MULTIDOCK TEST 
==============
This text file describes how to perform a docking run where more than
one receptor model is docked to more than ome ligand model, here referenced
to as multidocking (see Grunberg, Leckner, Nilges (2004) Structure 
Dec;12(12):2095-6). The starting point for a multidocking is the
free receptor and ligand structures and optionally the bound complex
for reference. This example is the most simple multidocking possible - 
a single receptor model is docked against two ligand models.

Preparation:
-----------
First you will need to run the regular docking test (test_docking.zsh). 
This will then have created the following directories with various
files in them in your test root directory:

  ~biskit/test/lig
  ~biskit/test/rec
  ~biskit/test/com
  ~biskit/test/dock


Run the test:
------------

mkdir lig_pcr_00
  Creating a directory in which the outpur of the pcr-MD simulation
  will be written. To run a pcr-MD simulation you need a modified
  version of xplor avaliable upon request.

runPcr.py -t lig -r lig_pcr_00 -h localhost -nstep 10
  Run a (too) short simulation on localhost without any principal 
  component restraints (the pcr flag is set to 0). This will result
  in 500 shapshots (separated by 20 fs, 10 x 2 fs time steps). The pcr force
  is here set to zero - i.e. this is a standard parallell MD simulation . 
  
  The script returns information about the simulation that is usefull
  if you need to stop or restart the simulation:
    host: localhost
    pid:  14500
    nice: 0
    binary:        /shared_bin/xplor/ifcxplor
    result folder: /mnt/data/shared_bin/biskit/test/lig_pcr_00/pcr_00
    topology:      /mnt/data/shared_bin/biskit/test/lig
    force:         0

cd lig_pcr_00
mkdir model

pdb2model.py -i lig_pcr_00/*.pdb -a -wat -o model/
  Parallellized script that converts all the pdb snapshots into 
  PDBModels. The script reads the pdb files from the lig_pcr_00
  folder, strips of any water molecules abd writes PDBModels into
  the model folder. Got an error? Make sure that pvm is running.
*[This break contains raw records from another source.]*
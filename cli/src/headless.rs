//! `eventhorizon simulate`: one run, no terminal UI.

use std::fmt::Write as _;
use std::ops::ControlFlow;
use std::path::Path;

use anyhow::{Context, Result};
use tracing::info;

use horizon_core::{
    ExportFormat, MAX_SAMPLES, MIN_SAMPLES, Normalization, SimulationRun, SimulationSettings,
    export, simulate,
};
use horizon_engine::AppSettings;
use horizon_types::SimulationParams;
use horizon_utils::{atomic_write, ensure_parent_dir};

use crate::cli::SimulateArgs;

/// Apply command-line overrides on top of the configured defaults.
pub(crate) fn resolve(
    base: &AppSettings,
    seed: Option<u64>,
    args: &SimulateArgs,
) -> (SimulationParams, SimulationSettings) {
    let mut params = base.params;
    let mut settings = base.simulation;

    if let Some(seed) = seed {
        params.seed = seed;
    }
    if let Some(scenario) = args.scenario {
        params.scenario = scenario;
    }
    if let Some(bodies) = args.bodies {
        params.body_count = bodies;
    }
    if let Some(time_span) = args.time_span {
        params.time_span = time_span;
    }
    if let Some(gravity) = args.gravity {
        params.gravity = gravity;
    }
    if let Some(softening) = args.softening {
        params.softening = softening;
    }
    if let Some(kind) = args.integrator {
        settings.integrator.kind = kind;
    }
    if let Some(samples) = args.samples {
        settings.samples = samples.clamp(MIN_SAMPLES, MAX_SAMPLES);
    }
    (params, settings)
}

/// `--format` wins, then the `--out` extension, then JSON.
pub(crate) fn output_format(args: &SimulateArgs) -> ExportFormat {
    args.format
        .or_else(|| {
            args.out
                .as_deref()
                .and_then(Path::extension)
                .and_then(|ext| ext.to_str())
                .and_then(|ext| ext.parse().ok())
        })
        .unwrap_or_default()
}

pub(crate) fn summary(run: &SimulationRun) -> String {
    let mut out = String::new();
    let params = &run.params;
    let stats = run.stats;
    let conservation = &run.conservation;
    let stability = &run.stability;
    let end = run.times.last().copied().unwrap_or_default();

    let _ = writeln!(
        out,
        "Scenario:    {} ({} bodies, seed {})",
        params.scenario.label(),
        run.body_count(),
        params.seed
    );
    let _ = writeln!(
        out,
        "Integrator:  {} ({} steps, {} rejected, {} evaluations)",
        run.integrator.label(),
        stats.accepted,
        stats.rejected,
        stats.evaluations
    );
    let _ = writeln!(
        out,
        "Frames:      {} over t = {end:.2} ({:.1} yr)",
        run.frame_count(),
        Normalization::to_years(end)
    );
    let _ = writeln!(
        out,
        "Energy:      drift {:.2e} (max {:.2e})",
        conservation.energy_drift, conservation.max_energy_drift
    );
    let _ = writeln!(
        out,
        "Momentum:    drift {:.2e}, angular {:.2e}",
        conservation.momentum_drift, conservation.angular_momentum_drift
    );
    let _ = writeln!(
        out,
        "Verdict:     {} ({} bound, {} escaping)",
        stability.verdict, stability.bound, stability.escaping
    );
    let _ = write!(out, "Elapsed:     {:.2}s", run.elapsed.as_secs_f64());
    out
}

pub(crate) fn run(base: &AppSettings, seed: Option<u64>, args: &SimulateArgs) -> Result<()> {
    let (params, settings) = resolve(base, seed, args);
    let run = simulate(&params, &settings, |_| ControlFlow::Continue(()))
        .context("simulation failed")?;
    println!("{}", summary(&run));

    if let Some(path) = &args.out {
        let format = output_format(args);
        let body = export::render(&run, format)?;
        ensure_parent_dir(path)
            .with_context(|| format!("failed to create directory for {}", path.display()))?;
        atomic_write(path, body.as_bytes())
            .with_context(|| format!("failed to write {}", path.display()))?;
        info!(path = %path.display(), %format, "Run exported");
        println!("Wrote {}", path.display());
    }
    Ok(())
}
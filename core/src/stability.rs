//! Classifies each body as bound or escaping from its specific orbital
//! energy in the centre-of-mass frame.

use std::fmt;

use horizon_types::{BodyKind, PhaseState, Vec3};
use serde::{Deserialize, Serialize};

use crate::gravity::GravityModel;

/// Runs whose energy drifted more than this are not trusted.
pub const DEFAULT_DRIFT_TOLERANCE: f64 = 1e-2;

/// Escaping fraction at or above which the system counts as disrupted.
const DISRUPTED_FRACTION: f64 = 0.5;

#[derive(Debug, Clone, Copy, PartialEq, Eq, Hash, Serialize, Deserialize)]
#[serde(rename_all = "snake_case")]
pub enum Fate {
    Bound,
    Escaping,
}

impl Fate {
    #[must_use]
    pub fn label(self) -> &'static str {
        match self {
            Fate::Bound => "bound",
            Fate::Escaping => "escaping",
        }
    }
}

#[derive(Debug, Clone, Copy, PartialEq, Serialize, Deserialize)]
pub struct BodyFate {
    pub index: usize,
    pub kind: BodyKind,
    pub fate: Fate,
    /// Distance from the centre of mass.
    pub distance: f64,
    /// Kinetic plus potential energy per unit mass.
    pub specific_energy: f64,
}

#[derive(Debug, Clone, Copy, PartialEq, Eq, Hash, Serialize, Deserialize)]
#[serde(rename_all = "snake_case")]
pub enum Verdict {
    /// Every body is bound.
    Stable,
    /// Fewer than half the bodies escape.
    Evaporating,
    /// At least half the bodies escape.
    Disrupted,
    /// Energy drift exceeded the tolerance, so the fates can't be trusted.
    Unreliable,
}

impl Verdict {
    #[must_use]
    pub fn label(self) -> &'static str {
        match self {
            Verdict::Stable => "Stable",
            Verdict::Evaporating => "Evaporating",
            Verdict::Disrupted => "Disrupted",
            Verdict::Unreliable => "Unreliable",
        }
    }
}

impl fmt::Display for Verdict {
    fn fmt(&self, f: &mut fmt::Formatter<'_>) -> fmt::Result {
        f.write_str(self.label())
    }
}

#[derive(Debug, Clone, PartialEq, Serialize, Deserialize)]
pub struct StabilityReport {
    pub fates: Vec<BodyFate>,
    pub bound: usize,
    pub escaping: usize,
    pub verdict: Verdict,
}

/// Classify every body in `state`.
///
/// `max_energy_drift` is the worst relative energy error of the run; above
/// `drift_tolerance` the verdict is [`Verdict::Unreliable`] whatever the fates say.
#[must_use]
pub fn classify(
    gravity: &GravityModel,
    kinds: &[BodyKind],
    state: &PhaseState,
    max_energy_drift: f64,
    drift_tolerance: f64,
) -> StabilityReport {
    let masses = gravity.masses();
    let total_mass = gravity.total_mass();
    let (com, v_com) = if total_mass > 0.0 {
        let mut r = Vec3::ZERO;
        let mut v = Vec3::ZERO;
        for ((ri, vi), &m) in state.positions.iter().zip(&state.velocities).zip(masses) {
            r += *ri * m;
            v += *vi * m;
        }
        (r / total_mass, v / total_mass)
    } else {
        (Vec3::ZERO, Vec3::ZERO)
    };

    let fates: Vec<BodyFate> = (0..state.len())
        .map(|i| {
            let v_rel = state.velocities[i] - v_com;
            let specific_energy = 0.5 * gravity.k2() * v_rel.norm_squared()
                + gravity.specific_potential(&state.positions, i);
            BodyFate {
                index: i,
                kind: kinds.get(i).copied().unwrap_or_default(),
                fate: if specific_energy < 0.0 {
                    Fate::Bound
                } else {
                    Fate::Escaping
                },
                distance: (state.positions[i] - com).norm(),
                specific_energy,
            }
        })
        .collect();

    let escaping = fates.iter().filter(|f| f.fate == Fate::Escaping).count();
    let bound = fates.len() - escaping;

    let verdict = if !max_energy_drift.is_finite() || max_energy_drift > drift_tolerance {
        Verdict::Unreliable
    } else if escaping == 0 {
        Verdict::Stable
    } else if (escaping as f64) / (fates.len() as f64) < DISRUPTED_FRACTION {
        Verdict::Evaporating
    } else {
        Verdict::Disrupted
    };

    StabilityReport {
        fates,
        bound,
        escaping,
        verdict,
    }
}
pdb2traj.py -i model/*.model -r ../lig/1A19.pdb -wat -f
  Collects the PDBModels and fits them all to the provided reference
  structure, deletes the waters and writes a trajectory output file: traj.dat
  
thinTraj.py -i traj.dat
  To speed up the subsequent calculations in this example we delete
  only keep every 5th frame of the trajectory.

cd ..
mkdir multidock
mkdir multidock/lig
cd multidock/lig

selectModels.py -i ../../lig_pcr_00/traj.dat -n 2
  Cluster the trajectory snapshots in two groups using fuzzy clustering. 
  The structure closest to the center of each cluster will be written 
  to disc as a PDBModel.

PCR2hex.py  -psf ../../lig/*psf -pdb *model
  Convert models to pdb files that can be used by HEX and bundle the
  models into a model dictionary.

dope.py -s ../../lig/1A19.pdb  -so ../../lig/1A19_dry.model -i *.model  -dic 1A19_model.dic
  Add structure related information to all models (acessible surface area, 
  surface curvature, residue conservation etc.)
  
cd ..
ln -s ../dock/rec .
ln -s ../dock/com .
  This example is the lightest version of a multidocking possible as we
  are here docking two ligands against one receptor. We will use the 
  receptor and complex from the docking test for the multidocking.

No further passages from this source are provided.